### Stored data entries
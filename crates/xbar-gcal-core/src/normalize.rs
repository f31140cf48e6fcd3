//! RawEvent to NormalizedEvent conversion.
//!
//! The normalization process:
//! 1. Resolves the meeting link through the [`LinkResolver`]
//! 2. Checks whether the current user accepted the invitation
//! 3. Parses the start and places it relative to the local "today"
//! 4. Looks up bucket and label in the [`classify`] decision table
//! 5. Builds the menu line and sort key

use std::fmt;

use chrono::{DateTime, Local, TimeZone};

use crate::error::CoreResult;
use crate::event::{Classification, NormalizedEvent, SortKey, classify};
use crate::links::LinkResolver;
use crate::raw_event::RawEvent;
use crate::time::{EventStart, distance};

/// Returns true if the current user accepted the event.
///
/// Requires exactly one self-attendee entry with status `accepted`. No
/// self entry, or several, count as not accepted.
pub fn is_accepted(event: &RawEvent) -> bool {
    let mut mine = event.self_attendees();
    match (mine.next(), mine.next()) {
        (Some(me), None) => me.has_accepted(),
        _ => false,
    }
}

/// Builds the menu line: `<label> <title>` with an optional
/// ` | href=<url>` action.
pub fn display_text(label: &str, title: &str, url: Option<&str>) -> String {
    let title = single_line(title);
    match url {
        Some(url) => format!("{label} {title} | href={url}"),
        None => format!("{label} {title}"),
    }
}

/// Collapses line breaks so a title never spans several menu lines.
fn single_line(text: &str) -> String {
    text.split(['\r', '\n'])
        .filter(|part| !part.is_empty())
        .collect::<Vec<_>>()
        .join(" ")
}

/// Turns raw events into menu entries.
#[derive(Debug, Default)]
pub struct Normalizer {
    resolver: LinkResolver,
}

impl Normalizer {
    /// Creates a normalizer with a custom link resolver.
    pub fn new(resolver: LinkResolver) -> Self {
        Self { resolver }
    }

    /// Normalizes one event relative to `now`.
    ///
    /// The zone of `now` is the local zone: "today", the label and the
    /// distance are all computed in it.
    pub fn normalize_at<Tz: TimeZone>(
        &self,
        event: &RawEvent,
        now: &DateTime<Tz>,
    ) -> CoreResult<NormalizedEvent>
    where
        Tz::Offset: fmt::Display,
    {
        let url = self.resolver.resolve(event);
        let accepted = is_accepted(event);

        let start = EventStart::parse(event)?;
        let local_start = start.in_zone(&now.timezone());
        let is_today = local_start.date_naive() == now.date_naive();

        let (bucket, label_format) = classify(Classification {
            is_today,
            has_time: start.has_time(),
            accepted,
        });

        let label = label_format.render(&local_start);
        let sort_key = SortKey::new(bucket, distance(&local_start, now));

        tracing::debug!(
            event = event.log_id(),
            bucket = bucket.rank(),
            accepted,
            is_today,
            "normalized event"
        );

        Ok(NormalizedEvent::new(
            sort_key,
            display_text(&label, event.effective_title(), url.as_deref()),
        ))
    }
}

/// Normalizes one event with the default link resolver.
pub fn normalize_at<Tz: TimeZone>(event: &RawEvent, now: &DateTime<Tz>) -> CoreResult<NormalizedEvent>
where
    Tz::Offset: fmt::Display,
{
    Normalizer::default().normalize_at(event, now)
}

/// Normalizes one event in the host's local timezone.
pub fn normalize(event: &RawEvent, now: DateTime<Local>) -> CoreResult<NormalizedEvent> {
    normalize_at(event, &now)
}

#[cfg(test)]
mod tests {
    use super::*;
    use crate::event::Bucket;
    use crate::raw_event::{RawAttendee, RawEntryPoint, RawEventTime};
    use chrono::{FixedOffset, TimeDelta};

    const MEET: &str = "https://meet.google.com/abc-defg-hij";
    const BLUEJEANS: &str = "https://primetime.bluejeans.com/a2m/live-event/abcd1234";

    fn tz() -> FixedOffset {
        FixedOffset::east_opt(3600).unwrap()
    }

    /// 2025-03-14 08:30 in a UTC+1 zone.
    fn now() -> DateTime<FixedOffset> {
        tz().with_ymd_and_hms(2025, 3, 14, 8, 30, 0).unwrap()
    }

    fn timed(summary: &str, at: &str) -> RawEvent {
        RawEvent::new(summary, RawEventTime::date_time(at))
    }

    fn all_day(summary: &str, on: &str) -> RawEvent {
        RawEvent::new(summary, RawEventTime::date(on))
    }

    mod labels {
        use super::*;

        #[test]
        fn timed_today_shows_time_only() {
            let event = timed("Standup", "2025-03-14T09:00:00+01:00");
            let n = normalize_at(&event, &now()).unwrap();
            assert_eq!(n.display_text, "09:00 Standup");
        }

        #[test]
        fn timed_today_is_converted_to_local_time() {
            let event = timed("Standup", "2025-03-14T08:00:00Z");
            let n = normalize_at(&event, &now()).unwrap();
            assert_eq!(n.display_text, "09:00 Standup");
        }

        #[test]
        fn timed_other_day_shows_date_and_time() {
            let event = timed("Review", "2025-03-15T14:30:00+01:00");
            let n = normalize_at(&event, &now()).unwrap();
            assert_eq!(n.display_text, "2025-03-15 14:30 Review");
        }

        #[test]
        fn all_day_today_shows_today() {
            let event = all_day("Holiday", "2025-03-14");
            let n = normalize_at(&event, &now()).unwrap();
            assert_eq!(n.display_text, "Today Holiday");
        }

        #[test]
        fn all_day_other_day_shows_date() {
            let event = all_day("Offsite", "2025-03-17");
            let n = normalize_at(&event, &now()).unwrap();
            assert_eq!(n.display_text, "2025-03-17 Offsite");
        }

        #[test]
        fn today_is_decided_in_local_zone() {
            // 23:30 UTC on the 13th is 00:30 on the 14th in UTC+1.
            let event = timed("Late", "2025-03-13T23:30:00Z");
            let n = normalize_at(&event, &now()).unwrap();
            assert_eq!(n.display_text, "00:30 Late");
            assert_eq!(n.sort_key.bucket, Bucket::TimedToday);
        }

        #[test]
        fn title_newlines_are_collapsed() {
            let event = timed("Line one\r\nline two\n", "2025-03-14T09:00:00+01:00");
            let n = normalize_at(&event, &now()).unwrap();
            assert_eq!(n.display_text, "09:00 Line one line two");
            assert!(!n.display_text.contains('\n'));
        }

        #[test]
        fn missing_title_uses_placeholder() {
            let mut event = timed("", "2025-03-14T09:00:00+01:00");
            event.summary = None;
            let n = normalize_at(&event, &now()).unwrap();
            assert_eq!(n.display_text, "09:00 (No title)");
        }
    }

    mod links {
        use super::*;

        #[test]
        fn single_meet_link_is_appended() {
            let event = timed("Standup", "2025-03-14T09:00:00+01:00")
                .with_entry_point(RawEntryPoint::video(MEET));
            let n = normalize_at(&event, &now()).unwrap();
            assert_eq!(n.display_text, format!("09:00 Standup | href={MEET}"));
            assert!(n.display_text.ends_with(&format!("| href={MEET}")));
        }

        #[test]
        fn two_meet_links_fall_back_to_description() {
            let event = timed("Town hall", "2025-03-14T09:00:00+01:00")
                .with_entry_point(RawEntryPoint::video(MEET))
                .with_entry_point(RawEntryPoint::video("https://meet.google.com/other"))
                .with_description(format!("Stream: {BLUEJEANS}"));
            let n = normalize_at(&event, &now()).unwrap();
            assert_eq!(n.display_text, format!("09:00 Town hall | href={BLUEJEANS}"));
        }

        #[test]
        fn two_meet_links_and_no_description_match() {
            let event = timed("Town hall", "2025-03-14T09:00:00+01:00")
                .with_entry_point(RawEntryPoint::video(MEET))
                .with_entry_point(RawEntryPoint::video("https://meet.google.com/other"))
                .with_description("no link here");
            let n = normalize_at(&event, &now()).unwrap();
            assert_eq!(n.display_text, "09:00 Town hall");
            assert!(!n.display_text.contains("href"));
        }
    }

    mod acceptance {
        use super::*;

        #[test]
        fn single_accepted_self_entry() {
            let event = timed("x", "2025-03-14T09:00:00Z")
                .with_attendee(RawAttendee::other("a@example.com", "declined"))
                .with_attendee(RawAttendee::me("accepted"));
            assert!(is_accepted(&event));
        }

        #[test]
        fn no_self_entry() {
            let event = timed("x", "2025-03-14T09:00:00Z")
                .with_attendee(RawAttendee::other("a@example.com", "accepted"));
            assert!(!is_accepted(&event));
        }

        #[test]
        fn self_entry_not_accepted() {
            for status in ["tentative", "declined", "needsAction"] {
                let event =
                    timed("x", "2025-03-14T09:00:00Z").with_attendee(RawAttendee::me(status));
                assert!(!is_accepted(&event), "{status}");
            }
        }

        #[test]
        fn multiple_self_entries() {
            let event = timed("x", "2025-03-14T09:00:00Z")
                .with_attendee(RawAttendee::me("accepted"))
                .with_attendee(RawAttendee::me("accepted"));
            assert!(!is_accepted(&event));
        }

        #[test]
        fn self_entry_without_status() {
            let event = timed("x", "2025-03-14T09:00:00Z").with_attendee(RawAttendee {
                email: None,
                is_self: true,
                response_status: None,
            });
            assert!(!is_accepted(&event));
        }
    }

    mod ranking {
        use super::*;

        #[test]
        fn buckets() {
            let accepted = timed("a", "2025-03-14T18:00:00+01:00")
                .with_attendee(RawAttendee::me("accepted"));
            let timed_today = timed("b", "2025-03-14T09:00:00+01:00");
            let all_day_today = all_day("c", "2025-03-14");
            let accepted_all_day = all_day("d", "2025-03-14").with_attendee(RawAttendee::me("accepted"));
            let tomorrow = timed("e", "2025-03-15T09:00:00+01:00")
                .with_attendee(RawAttendee::me("accepted"));

            let bucket = |e: &RawEvent| normalize_at(e, &now()).unwrap().sort_key.bucket;
            assert_eq!(bucket(&accepted), Bucket::AcceptedToday);
            assert_eq!(bucket(&timed_today), Bucket::TimedToday);
            assert_eq!(bucket(&all_day_today), Bucket::AllDayToday);
            assert_eq!(bucket(&accepted_all_day), Bucket::AcceptedToday);
            assert_eq!(bucket(&tomorrow), Bucket::Later);
        }

        #[test]
        fn tiebreak_is_absolute_distance() {
            let before = timed("before", "2025-03-14T08:25:00+01:00");
            let after = timed("after", "2025-03-14T08:35:00+01:00");
            let b = normalize_at(&before, &now()).unwrap();
            let a = normalize_at(&after, &now()).unwrap();
            assert_eq!(b.sort_key, a.sort_key);
            assert_eq!(b.sort_key.distance, TimeDelta::minutes(5));
        }

        #[test]
        fn all_day_distance_is_from_local_midnight() {
            let n = normalize_at(&all_day("c", "2025-03-14"), &now()).unwrap();
            assert_eq!(n.sort_key.distance, TimeDelta::minutes(8 * 60 + 30));
        }

        #[test]
        fn accepted_beats_closer_unaccepted() {
            let far_accepted = timed("far", "2025-03-14T23:00:00+01:00")
                .with_attendee(RawAttendee::me("accepted"));
            let close = timed("close", "2025-03-14T08:31:00+01:00");
            let far = normalize_at(&far_accepted, &now()).unwrap();
            let close = normalize_at(&close, &now()).unwrap();
            assert!(far.sort_key < close.sort_key);
        }
    }

    #[test]
    fn malformed_start_is_an_error() {
        let event = timed("x", "tomorrow at nine");
        assert!(normalize_at(&event, &now()).is_err());
    }

    #[test]
    fn input_is_not_mutated() {
        let event = timed("Standup", "2025-03-14T09:00:00+01:00")
            .with_entry_point(RawEntryPoint::video(MEET));
        let before = event.clone();
        let _ = normalize_at(&event, &now()).unwrap();
        assert_eq!(event, before);
    }

    #[test]
    fn local_entry_point() {
        let event = timed("Standup", "2025-03-14T09:00:00+01:00");
        let n = normalize(&event, Local::now()).unwrap();
        assert!(n.display_text.ends_with("Standup"));
    }
}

### EXERCISE
Wherever a line of the data holds "TimedToday", copy that line.

### ANSWER SPACE
            assert_eq!(n.sort_key.bucket, Bucket::TimedToday);
            assert_eq!(bucket(&timed_today), Bucket::TimedToday);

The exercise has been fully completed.